Required work =>
All entries below must be given again word for word.

── Data

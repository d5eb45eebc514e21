//! Owned runtime context shared by journal components.

use crate::config::Config;
use lstore_storage::{FileSystem, InMemoryFileSystem, OsFileSystem};
use std::path::Path;
use std::sync::Arc;

/// Configuration and file system handle passed to every component that
/// touches storage.
///
/// A context is built once by the owner of the store and handed to pools,
/// partitions and the journal reader/writer as `&Arc<JournalContext>`. Its
/// lifetime is the lifetime of the last component holding it.
///
/// # Example
///
/// ```rust
/// use lstore_core::{Config, JournalContext};
///
/// let ctx = JournalContext::in_memory(Config::default());
/// assert_eq!(ctx.config().file_extension, "jrnl");
/// ```
#[derive(Debug)]
pub struct JournalContext {
    config: Config,
    fs: Arc<dyn FileSystem>,
}

impl JournalContext {
    /// Creates a context over an arbitrary file system.
    #[must_use]
    pub fn new(config: Config, fs: Arc<dyn FileSystem>) -> Arc<Self> {
        Arc::new(Self { config, fs })
    }

    /// Creates a context over the OS file system.
    #[must_use]
    pub fn os(config: Config) -> Arc<Self> {
        Self::new(config, Arc::new(OsFileSystem::new()))
    }

    /// Creates a context over a fresh in-memory file system.
    #[must_use]
    pub fn in_memory(config: Config) -> Arc<Self> {
        Self::new(config, Arc::new(InMemoryFileSystem::new()))
    }

    /// Returns the configuration.
    #[must_use]
    pub fn config(&self) -> &Config {
        &self.config
    }

    /// Returns the file system.
    #[must_use]
    pub fn fs(&self) -> &dyn FileSystem {
        self.fs.as_ref()
    }

    /// Returns true if `name` carries the configured journal file extension.
    #[must_use]
    pub fn is_journal_file_name(&self, name: &str) -> bool {
        Path::new(name)
            .extension()
            .and_then(|ext| ext.to_str())
            .is_some_and(|ext| ext == self.config.file_extension)
    }

    /// Fsyncs a directory when `sync_on_move` is enabled.
    pub(crate) fn sync_dir(&self, dir: &Path) -> crate::CoreResult<()> {
        if self.config.sync_on_move {
            self.fs.sync_dir(dir)?;
        }
        Ok(())
    }
}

────

Output of the task =>
repository d5eb45eebc514e21
//! Owned runtime context shared by journal components.

use crate::config::Config;
use lstore_storage::{FileSystem, InMemoryFileSystem, OsFileSystem};
use std::path::Path;
use std::sync::Arc;

/// Configuration and file system handle passed to every component that
/// touches storage.
///
/// A context is built once by the owner of the store and handed to pools,
/// partitions and the journal reader/writer as `&Arc<JournalContext>`. Its
/// lifetime is the lifetime of the last component holding it.
///
/// # Example
///
/// ```rust
/// use lstore_core::{Config, JournalContext};
///
/// let ctx = JournalContext::in_memory(Config::default());
/// assert_eq!(ctx.config().file_extension, "jrnl");
/// ```
#[derive(Debug)]
pub struct JournalContext {
    config: Config,
    fs: Arc<dyn FileSystem>,
}

impl JournalContext {
    /// Creates a context over an arbitrary file system.
    #[must_use]
    pub fn new(config: Config, fs: Arc<dyn FileSystem>) -> Arc<Self> {
        Arc::new(Self { config, fs })
    }

    /// Creates a context over the OS file system.
    #[must_use]
    pub fn os(config: Config) -> Arc<Self> {
        Self::new(config, Arc::new(OsFileSystem::new()))
    }

    /// Creates a context over a fresh in-memory file system.
    #[must_use]
    pub fn in_memory(config: Config) -> Arc<Self> {
        Self::new(config, Arc::new(InMemoryFileSystem::new()))
    }

    /// Returns the configuration.
    #[must_use]
    pub fn config(&self) -> &Config {
        &self.config
    }

    /// Returns the file system.
    #[must_use]
    pub fn fs(&self) -> &dyn FileSystem {
        self.fs.as_ref()
    }

    /// Returns true if `name` carries the configured journal file extension.
    #[must_use]
    pub fn is_journal_file_name(&self, name: &str) -> bool {
        Path::new(name)
            .extension()
            .and_then(|ext| ext.to_str())
            .is_some_and(|ext| ext == self.config.file_extension)
    }

    /// Fsyncs a directory when `sync_on_move` is enabled.
    pub(crate) fn sync_dir(&self, dir: &Path) -> crate::CoreResult<()> {
        if self.config.sync_on_move {
            self.fs.sync_dir(dir)?;
        }
        Ok(())
    }
}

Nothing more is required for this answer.